Data supplied START

use rand::Rng;
use serde::{Deserialize, Serialize};

use crate::agents::{AgentId, LiquidationRecord, Population, Position, PositionId, PositionKind};
use crate::liquidation::LiquidationEvent;
use crate::market::{Asset, MarketState};
use crate::policy::{Action, LIQUIDATION_BONUS};

/// Why an intended action was dropped. Rejection is routine, not an error.
#[derive(Debug, Clone, Copy, PartialEq, Eq, Serialize, Deserialize)]
#[serde(rename_all = "snake_case")]
pub enum RejectReason {
    InsufficientBalance,
    InsufficientLiquidity,
    NonPositiveAmount,
    UnknownAgent,
    /// Liquidation target already closed, or no longer a borrow
    TargetGone,
}

#[derive(Debug, Clone, Copy, PartialEq, Serialize, Deserialize)]
pub enum ActionOutcome {
    /// `pnl` is the modeled profit credited to the acting agent
    Applied { pnl: f64 },
    Rejected(RejectReason),
}

impl ActionOutcome {
    pub fn is_applied(&self) -> bool {
        matches!(self, ActionOutcome::Applied { .. })
    }
}

#[derive(Debug, Clone)]
pub struct ExecutorConfig {
    /// Collateral posted per unit of leveraged borrow notional
    pub collateral_factor: f64,
    pub liquidation_bonus: f64,
    /// Arbitrage profit rate drawn uniformly from this range
    pub arbitrage_profit: (f64, f64),
    /// Fee earned on provided liquidity when the agent quotes no spread
    pub default_spread: f64,
}

impl Default for ExecutorConfig {
    fn default() -> Self {
        ExecutorConfig {
            collateral_factor: 1.5,
            liquidation_bonus: LIQUIDATION_BONUS,
            arbitrage_profit: (0.01, 0.03),
            default_spread: 0.003,
        }
    }
}

/// Applies collected actions one at a time, in the order given. The only
/// writer of wallets, positions and market totals during the action phase.
#[derive(Debug)]
pub struct Executor {
    pub config: ExecutorConfig,
    pub applied: u64,
    pub rejected: u64,
}

impl Executor {
    pub fn new(config: ExecutorConfig) -> Self {
        Executor {
            config,
            applied: 0,
            rejected: 0,
        }
    }

    /// Apply every action in order; returns one outcome per action.
    pub fn execute_all<R: Rng + ?Sized>(
        &mut self,
        step: u64,
        actions: &[Action],
        population: &mut Population,
        market: &mut MarketState,
        rng: &mut R,
        events: &mut Vec<LiquidationEvent>,
    ) -> Vec<ActionOutcome> {
        actions
            .iter()
            .map(|action| self.execute(step, action, population, market, rng, events))
            .collect()
    }

    pub fn execute<R: Rng + ?Sized>(
        &mut self,
        step: u64,
        action: &Action,
        population: &mut Population,
        market: &mut MarketState,
        rng: &mut R,
        events: &mut Vec<LiquidationEvent>,
    ) -> ActionOutcome {
        let outcome = match action {
            Action::Supply { agent, asset, amount } => {
                self.supply(step, *agent, *asset, *amount, population, market)
            }
            Action::Borrow {
                agent,
                asset,
                amount,
                leverage,
            } => self.borrow(step, *agent, *asset, *amount, *leverage, population, market),
            Action::Liquidate {
                liquidator,
                target,
                position,
            } => self.liquidate(step, *liquidator, *target, *position, population, market, events),
            Action::ProvideLiquidity { agent, asset, amount } => {
                self.provide_liquidity(step, *agent, *asset, *amount, population, market)
            }
            Action::Arbitrage { agent, asset, amount } => {
                self.arbitrage(*agent, *asset, *amount, population, market, rng)
            }
        };

        match outcome {
            ActionOutcome::Applied { .. } => self.applied += 1,
            ActionOutcome::Rejected(_) => self.rejected += 1,
        }
        outcome
    }

    fn supply(
        &self,
        step: u64,
        agent: AgentId,
        asset: Asset,
        amount: f64,
        population: &mut Population,
        market: &mut MarketState,
    ) -> ActionOutcome {
        if !(amount > 0.0) {
            return ActionOutcome::Rejected(RejectReason::NonPositiveAmount);
        }
        let price = market.price(asset);
        let notional = amount * price;
        let Some(owner) = population.get_mut(agent) else {
            return ActionOutcome::Rejected(RejectReason::UnknownAgent);
        };
        if owner.wallet_balance < notional {
            return ActionOutcome::Rejected(RejectReason::InsufficientBalance);
        }

        owner.wallet_balance -= notional;
        *market.total_supply.entry(asset).or_insert(0.0) += amount;
        *market.liquidity.entry(asset).or_insert(0.0) += amount;

        population.open_position(agent, new_position(PositionKind::Supply, asset, amount, price, step));
        ActionOutcome::Applied { pnl: 0.0 }
    }

    /// Collateral required is `amount × price × collateral_factor / leverage`;
    /// the wallet is credited the borrowed notional net of that collateral.
    #[allow(clippy::too_many_arguments)]
    fn borrow(
        &self,
        step: u64,
        agent: AgentId,
        asset: Asset,
        amount: f64,
        leverage: f64,
        population: &mut Population,
        market: &mut MarketState,
    ) -> ActionOutcome {
        if !(amount > 0.0) {
            return ActionOutcome::Rejected(RejectReason::NonPositiveAmount);
        }
        if market.liquidity_of(asset) < amount {
            return ActionOutcome::Rejected(RejectReason::InsufficientLiquidity);
        }
        let price = market.price(asset);
        let leverage = leverage.max(1.0);
        let notional = amount * price;
        let collateral = notional * self.config.collateral_factor / leverage;

        let Some(owner) = population.get_mut(agent) else {
            return ActionOutcome::Rejected(RejectReason::UnknownAgent);
        };
        if owner.wallet_balance < collateral {
            return ActionOutcome::Rejected(RejectReason::InsufficientBalance);
        }

        owner.wallet_balance += notional - collateral;
        if let Some(liquidity) = market.liquidity.get_mut(&asset) {
            *liquidity -= amount;
        }
        *market.total_borrowed.entry(asset).or_insert(0.0) += amount;

        let mut position = new_position(PositionKind::Borrow, asset, amount, price, step);
        position.collateral = collateral;
        position.collateral_factor = self.config.collateral_factor;
        position.leverage = leverage;
        population.open_position(agent, position);
        ActionOutcome::Applied { pnl: 0.0 }
    }

    /// The liquidator repays the target's debt and receives the seized
    /// collateral plus the bonus.
    #[allow(clippy::too_many_arguments)]
    fn liquidate(
        &self,
        step: u64,
        liquidator: AgentId,
        target: AgentId,
        position_id: PositionId,
        population: &mut Population,
        market: &mut MarketState,
        events: &mut Vec<LiquidationEvent>,
    ) -> ActionOutcome {
        let debt = match population
            .get(target)
            .and_then(|a| a.positions.get(&position_id))
        {
            Some(p) if p.is_borrow() => p.debt_value(),
            _ => return ActionOutcome::Rejected(RejectReason::TargetGone),
        };
        match population.get(liquidator) {
            None => return ActionOutcome::Rejected(RejectReason::UnknownAgent),
            Some(l) if l.wallet_balance < debt => {
                return ActionOutcome::Rejected(RejectReason::InsufficientBalance)
            }
            Some(_) => {}
        }

        let Some(position) = population.remove_position(target, position_id) else {
            return ActionOutcome::Rejected(RejectReason::TargetGone);
        };
        let price = market.price(position.asset);
        let seized = position.collateral_value(price);
        let payout = seized * (1.0 + self.config.liquidation_bonus);
        let profit = payout - debt;

        if let Some(l) = population.get_mut(liquidator) {
            l.wallet_balance += profit;
            l.pnl_history.push(profit);
        }
        if let Some(owner) = population.get_mut(target) {
            owner.pnl_history.push(debt - position.collateral);
            owner.liquidation_history.push(LiquidationRecord {
                step,
                position: position.id,
                liquidator: Some(liquidator),
                collateral_lost: seized,
            });
        }

        market.settle_debt(position.asset, position.amount);
        market.liquidations_24h += 1;

        events.push(LiquidationEvent {
            step,
            agent: target,
            position: position.id,
            health_factor: position.health_factor(price),
            collateral_value: seized,
            debt_value: debt,
            cascade_round: 0,
            liquidator: Some(liquidator),
        });

        ActionOutcome::Applied { pnl: profit }
    }

    /// Liquidity moves from the wallet into the pool; the provider earns
    /// its quoted spread on the notional.
    fn provide_liquidity(
        &self,
        step: u64,
        agent: AgentId,
        asset: Asset,
        amount: f64,
        population: &mut Population,
        market: &mut MarketState,
    ) -> ActionOutcome {
        if !(amount > 0.0) {
            return ActionOutcome::Rejected(RejectReason::NonPositiveAmount);
        }
        let price = market.price(asset);
        let notional = amount * price;
        let Some(owner) = population.get_mut(agent) else {
            return ActionOutcome::Rejected(RejectReason::UnknownAgent);
        };
        if owner.wallet_balance < notional {
            return ActionOutcome::Rejected(RejectReason::InsufficientBalance);
        }

        let fee = notional * owner.strategy.spread.unwrap_or(self.config.default_spread);
        owner.wallet_balance += fee - notional;
        owner.pnl_history.push(fee);

        *market.liquidity.entry(asset).or_insert(0.0) += amount;
        market.volume_24h += notional;

        population.open_position(agent, new_position(PositionKind::Liquidity, asset, amount, price, step));
        ActionOutcome::Applied { pnl: fee }
    }

    /// Capital is not locked; the agent books a profit rate drawn from the
    /// run RNG on the traded notional.
    fn arbitrage<R: Rng + ?Sized>(
        &self,
        agent: AgentId,
        asset: Asset,
        amount: f64,
        population: &mut Population,
        market: &mut MarketState,
        rng: &mut R,
    ) -> ActionOutcome {
        if !(amount > 0.0) {
            return ActionOutcome::Rejected(RejectReason::NonPositiveAmount);
        }
        let notional = amount * market.price(asset);
        let Some(owner) = population.get_mut(agent) else {
            return ActionOutcome::Rejected(RejectReason::UnknownAgent);
        };
        if owner.wallet_balance < notional {
            return ActionOutcome::Rejected(RejectReason::InsufficientBalance);
        }

        let (low, high) = self.config.arbitrage_profit;
        let rate = if high > low { rng.gen_range(low..high) } else { low };
        let profit = notional * rate;
        owner.wallet_balance += profit;
        owner.pnl_history.push(profit);
        market.volume_24h += notional;

        ActionOutcome::Applied { pnl: profit }
    }
}

fn new_position(kind: PositionKind, asset: Asset, amount: f64, price: f64, step: u64) -> Position {
    Position {
        id: PositionId(0),
        kind,
        asset,
        amount,
        entry_price: price,
        collateral: 0.0,
        collateral_factor: 0.0,
        leverage: 1.0,
        opened_at_step: step,
        unrealized_pnl: 0.0,
        current_value: amount * price,
    }
}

Data supplied END

→ **What to produce**:
From the records, copy out each line that includes the string "payout".

→ **Result**:
        let payout = seized * (1.0 + self.config.liquidation_bonus);
        let profit = payout - debt;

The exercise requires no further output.